Heather Ann Williams (born 1977) is a British medical physicist working as a Consultant Medical Physicist for Nuclear Medicine at The Christie NHS Foundation Trust. She is also a lecturer in the Faculty of Biology, Medicine and Health at University of Manchester, as well as the University of Salford and University of Cumbria.

== Early life and education ==
Heather Williams was born on 20 June 1977 in Kingston upon Hull, and was state-educated in the east of the city. Williams completed a Bachelor of Science degree in Physics with Medical Physics at the University of Nottingham, followed by a Master of Science degree in Physics and Computing with Medicine and Biology at the University of Manchester. During her postgraduate training at Christie Hospital, she completed placements in nuclear medicine, diagnostic radiology, magnetic resonance imaging and radiotherapy. In 2004 was awarded a PhD from the University of Manchester Institute of Science and Technology (UMIST) for developing quantitative measures for clinical response assessment using Positron emission tomography (PET) supervised by Jamal Zweit.

== Research and career==
Since completing her PhD, Williams has worked for the National Health Service (NHS), first at Central Manchester University Hospitals and currently at The Christie. Her role is to provide scientific support to routine imaging and improve this through research, development and teaching. Her imaging research spans a wide range of topics, including gamma camera and PET performance assessment, quantifying radiotracer uptake, designing methods for clinical research using brain, vascular and cancer imaging, and more unusual projects like imaging mechanisms to remove radioactivity from the environment and tracking breathing motion using the Microsoft Kinect. Williams is a state-registered Clinical Scientist, an honorary lecturer at the University of Manchester and member of the Institute of Physics and Engineering in Medicine (IPEM) and the Institute of Physics (IOP).

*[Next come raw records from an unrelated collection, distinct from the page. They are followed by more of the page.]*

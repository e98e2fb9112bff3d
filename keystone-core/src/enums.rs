//! Enum types

use serde::{Deserialize, Serialize};
use std::fmt;
use std::str::FromStr;

use crate::error::ValidationError;

/// Entity kind discriminator.
///
/// Each kind owns one table in the durable store and one segment of the
/// cache key namespace (`<domain>:<kind>:info:<id>`). The set is closed on
/// purpose: it cannot collide with the `captcha` segment used by challenge
/// records.
#[derive(Debug, Clone, Copy, PartialEq, Eq, Hash, Serialize, Deserialize)]
#[serde(rename_all = "lowercase")]
pub enum EntityKind {
    User,
    Role,
    Menu,
    Dept,
    Dict,
    Bucket,
}

impl EntityKind {
    /// All entity kinds, in registration order.
    pub const ALL: [EntityKind; 6] = [
        EntityKind::User,
        EntityKind::Role,
        EntityKind::Menu,
        EntityKind::Dept,
        EntityKind::Dict,
        EntityKind::Bucket,
    ];

    /// Key-namespace segment for this kind.
    pub fn as_str(&self) -> &'static str {
        match self {
            EntityKind::User => "user",
            EntityKind::Role => "role",
            EntityKind::Menu => "menu",
            EntityKind::Dept => "dept",
            EntityKind::Dict => "dict",
            EntityKind::Bucket => "bucket",
        }
    }

    /// Durable-store table holding records of this kind.
    pub fn table_name(&self) -> &'static str {
        match self {
            EntityKind::User => "sys_user",
            EntityKind::Role => "sys_role",
            EntityKind::Menu => "sys_menu",
            EntityKind::Dept => "sys_dept",
            EntityKind::Dict => "sys_dict",
            EntityKind::Bucket => "sys_bucket",
        }
    }
}

impl fmt::Display for EntityKind {
    fn fmt(&self, f: &mut fmt::Formatter<'_>) -> fmt::Result {
        f.write_str(self.as_str())
    }
}

impl FromStr for EntityKind {
    type Err = ValidationError;

    fn from_str(s: &str) -> Result<Self, Self::Err> {
        EntityKind::ALL
            .into_iter()
            .find(|kind| kind.as_str() == s)
            .ok_or_else(|| ValidationError::InvalidValue {
                field: "entity_kind".to_string(),
                reason: format!("unknown entity kind '{}'", s),
            })
    }
}

/// Lifecycle status shared by every record.
#[derive(Debug, Clone, Copy, PartialEq, Eq, Hash, Default, Serialize, Deserialize)]
#[serde(rename_all = "lowercase")]
pub enum RecordStatus {
    #[default]
    Enabled,
    Disabled,
}

impl RecordStatus {
    /// Column encoding used by the durable store.
    pub fn as_i16(&self) -> i16 {
        match self {
            RecordStatus::Enabled => 1,
            RecordStatus::Disabled => 2,
        }
    }

    /// Decode the column encoding.
    pub fn from_i16(value: i16) -> Result<Self, ValidationError> {
        match value {
            1 => Ok(RecordStatus::Enabled),
            2 => Ok(RecordStatus::Disabled),
            other => Err(ValidationError::InvalidValue {
                field: "status".to_string(),
                reason: format!("unknown status code {}", other),
            }),
        }
    }
}

/// Action recorded in the audit trail.
#[derive(Debug, Clone, Copy, PartialEq, Eq, Hash, Serialize, Deserialize)]
#[serde(rename_all = "snake_case")]
pub enum AuditAction {
    Create,
    Update,
    Delete,
}

impl AuditAction {
    pub fn as_str(&self) -> &'static str {
        match self {
            AuditAction::Create => "create",
            AuditAction::Update => "update",
            AuditAction::Delete => "delete",
        }
    }
}

#[cfg(test)]
mod tests {
    use super::*;

    #[test]
    fn test_entity_kind_round_trips_through_str() {
        for kind in EntityKind::ALL {
            assert_eq!(kind.as_str().parse::<EntityKind>().unwrap(), kind);
        }
        assert!("captcha".parse::<EntityKind>().is_err());
    }

    #[test]
    fn test_entity_kind_serde_matches_key_segment() {
        let json = serde_json::to_string(&EntityKind::Bucket).unwrap();
        assert_eq!(json, "\"bucket\"");
    }

    #[test]
    fn test_table_names_are_distinct() {
        let mut names: Vec<_> = EntityKind::ALL.iter().map(|k| k.table_name()).collect();
        names.sort();
        names.dedup();
        assert_eq!(names.len(), EntityKind::ALL.len());
    }

    #[test]
    fn test_record_status_column_encoding() {
        assert_eq!(RecordStatus::from_i16(1).unwrap(), RecordStatus::Enabled);
        assert_eq!(RecordStatus::from_i16(RecordStatus::Disabled.as_i16()).unwrap(), RecordStatus::Disabled);
        assert!(RecordStatus::from_i16(0).is_err());
    }
}
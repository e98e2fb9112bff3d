//! Error types for Keystone operations

use crate::{EntityKind, RecordId};
use std::time::Duration;
use thiserror::Error;

/// Cache store errors.
///
/// Every variant is transient from the repository's point of view: the read
/// and write paths log these and carry on against the durable store.
#[derive(Debug, Clone, Error, PartialEq, Eq)]
pub enum CacheError {
    #[error("Cache unavailable: {reason}")]
    Unavailable { reason: String },

    #[error("Cache operation {operation} timed out after {after:?}")]
    Timeout { operation: String, after: Duration },

    #[error("Cache serialization failed: {reason}")]
    Serialization { reason: String },

    #[error("Cache backend error: {reason}")]
    Backend { reason: String },
}

/// Durable store errors. Always propagated to the caller.
#[derive(Debug, Clone, Error, PartialEq, Eq)]
pub enum StoreError {
    #[error("Duplicate {kind} with id {id}")]
    Duplicate { kind: EntityKind, id: RecordId },

    #[error("Invalid patch for {kind}: {reason}")]
    InvalidPatch { kind: EntityKind, reason: String },

    #[error("Corrupt {kind} row {id}: {reason}")]
    CorruptRow {
        kind: EntityKind,
        id: RecordId,
        reason: String,
    },

    #[error("Store operation {operation} timed out after {after:?}")]
    Timeout { operation: String, after: Duration },

    #[error("Store unavailable: {reason}")]
    Unavailable { reason: String },

    #[error("Store backend error: {reason}")]
    Backend { reason: String },

    #[error("Storage lock poisoned")]
    LockPoisoned,
}

/// Challenge (captcha) outcomes that are not a success.
#[derive(Debug, Clone, Error, PartialEq, Eq)]
pub enum ChallengeError {
    #[error("Challenge already issued, retry after the send window")]
    RateLimited,

    #[error("No active challenge")]
    NotFound,

    #[error("Challenge blocked after too many failed attempts")]
    Blocked,

    #[error("Challenge code incorrect")]
    Incorrect,

    #[error("Challenge record {key} exists without expiry")]
    Inconsistent { key: String },

    #[error("Invalid challenge {field}: {reason}")]
    InvalidInput { field: String, reason: String },

    #[error("Script {script} returned unexpected code {code}")]
    UnexpectedResult { script: String, code: i64 },

    #[error("Challenge cache error: {0}")]
    Cache(#[from] CacheError),
}

impl ChallengeError {
    /// Whether repeating the same call can succeed.
    ///
    /// `Incorrect` invites another attempt; `RateLimited` and `Blocked` do
    /// not until time passes.
    pub fn is_retryable(&self) -> bool {
        matches!(self, ChallengeError::Incorrect | ChallengeError::Cache(_))
    }
}

/// Validation errors.
#[derive(Debug, Clone, Error, PartialEq, Eq)]
pub enum ValidationError {
    #[error("Required field missing: {field}")]
    RequiredFieldMissing { field: String },

    #[error("Invalid value for {field}: {reason}")]
    InvalidValue { field: String, reason: String },
}

/// Configuration errors.
#[derive(Debug, Clone, Error, PartialEq, Eq)]
pub enum ConfigError {
    #[error("Missing required configuration field: {field}")]
    MissingRequired { field: String },

    #[error("Invalid value for {field}: {value} - {reason}")]
    InvalidValue {
        field: String,
        value: String,
        reason: String,
    },

    #[error("Incompatible options: {option_a} and {option_b}")]
    IncompatibleOptions { option_a: String, option_b: String },
}

/// Master error type for all Keystone errors.
#[derive(Debug, Clone, Error)]
pub enum KeystoneError {
    #[error("{kind} with id {id} not found")]
    NotFound { kind: EntityKind, id: RecordId },

    #[error("{kind} with id {id} was modified concurrently (expected version {expected})")]
    VersionConflict {
        kind: EntityKind,
        id: RecordId,
        expected: i64,
    },

    #[error("Store error: {0}")]
    Store(#[from] StoreError),

    #[error("Challenge error: {0}")]
    Challenge(#[from] ChallengeError),

    #[error("Validation error: {0}")]
    Validation(#[from] ValidationError),

    #[error("Config error: {0}")]
    Config(#[from] ConfigError),
}

/// Result type alias for Keystone operations.
pub type KeystoneResult<T> = Result<T, KeystoneError>;

// =============================================================================
// TESTS
// =============================================================================

#[cfg(test)]
mod tests {
    use super::*;

    #[test]
    fn test_not_found_and_conflict_display_differ() {
        let not_found = KeystoneError::NotFound {
            kind: EntityKind::User,
            id: RecordId::new("X"),
        };
        let conflict = KeystoneError::VersionConflict {
            kind: EntityKind::User,
            id: RecordId::new("X"),
            expected: 1,
        };
        let a = not_found.to_string();
        let b = conflict.to_string();
        assert!(a.contains("not found"));
        assert!(b.contains("modified concurrently"));
        assert!(b.contains("expected version 1"));
    }

    #[test]
    fn test_cache_error_display_timeout() {
        let err = CacheError::Timeout {
            operation: "get".to_string(),
            after: Duration::from_secs(3),
        };
        let msg = err.to_string();
        assert!(msg.contains("get"));
        assert!(msg.contains("3s"));
    }

    #[test]
    fn test_store_error_display_duplicate() {
        let err = StoreError::Duplicate {
            kind: EntityKind::Role,
            id: RecordId::new("r1"),
        };
        let msg = err.to_string();
        assert!(msg.contains("role"));
        assert!(msg.contains("r1"));
    }

    #[test]
    fn test_challenge_retryability() {
        assert!(ChallengeError::Incorrect.is_retryable());
        assert!(!ChallengeError::RateLimited.is_retryable());
        assert!(!ChallengeError::Blocked.is_retryable());
        assert!(!ChallengeError::NotFound.is_retryable());
    }

    #[test]
    fn test_keystone_error_from_variants() {
        let store = KeystoneError::from(StoreError::LockPoisoned);
        assert!(matches!(store, KeystoneError::Store(_)));

        let challenge = KeystoneError::from(ChallengeError::Blocked);
        assert!(matches!(challenge, KeystoneError::Challenge(_)));

        let validation = KeystoneError::from(ValidationError::RequiredFieldMissing {
            field: "username".to_string(),
        });
        assert!(matches!(validation, KeystoneError::Validation(_)));

        let config = KeystoneError::from(ConfigError::MissingRequired {
            field: "db_host".to_string(),
        });
        assert!(matches!(config, KeystoneError::Config(_)));
    }

    #[test]
    fn test_challenge_error_from_cache_error() {
        let err = ChallengeError::from(CacheError::Unavailable {
            reason: "down".to_string(),
        });
        assert!(matches!(err, ChallengeError::Cache(_)));
        assert!(err.to_string().contains("down"));
    }
}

=== Policy and public engagement ===
Williams is an advocate for science communication to non-expert audiences. She regularly gives public lectures and contributes to panel discussions at schools, universities, conferences and festivals, and has judged a number of high-profile competitions including The Big Bang Fair North West and STEM for Britain. She has appeared on stage with Alice Roberts, Brian Cox, Dallas Campbell, Helen Czerski, Jim Al-Khalili and Sophie Scott, amongst others. In 2014 she was recognised by the Science Council as one of the top 100 practising scientists in the UK. Williams has been a science demonstrator on the BBC's Bang Goes the Theory, delivered workshops for TeenTech, and is a consultant for the Ogden Trust. She regularly contributes to radio and print media, and has contributed expert testimony to Parliament.

=== Diversity ===
After the European Commission's efforts to encourage girls into science with their video Science: It's a Girl Thing!, Williams recognised that there was a national need for scientists to contribute to the gender imbalance within their disciplines. In 2012 Williams established Science Grrl, a grassroots national network to celebrate and support women in science. Today she acts as one of three directors of the not-for-profit group, overseeing a range of national activities, co-ordinating the website and organising regular events in Manchester. Science Grrl supports nineteen local chapters across the country, who help to match scientists with speaking opportunities close to them. They have inspired several international groups including the French network WAX. In 2014 Science Grrl published Through Both Eyes: the Case for a Gender Lens in STEM. Williams' work with ScienceGrrl was recognised in 2015 when the University of Nottingham made her an alumni laureate. Williams previously served as the Institute of Physics Women in Physics Group Chair, and now represents the Institute of Physics within the European Platform for Women Scientists (EPWS).

===Awards and honours===
In 2017 she was awarded the IOP Phillips Award for distinguished service to the IOP through the Women in Physics Group.

In the 2021 New Year Honours Williams was appointed Member of the Order of the British Empire (MBE) for "services to Diversity and to Inclusion in Science".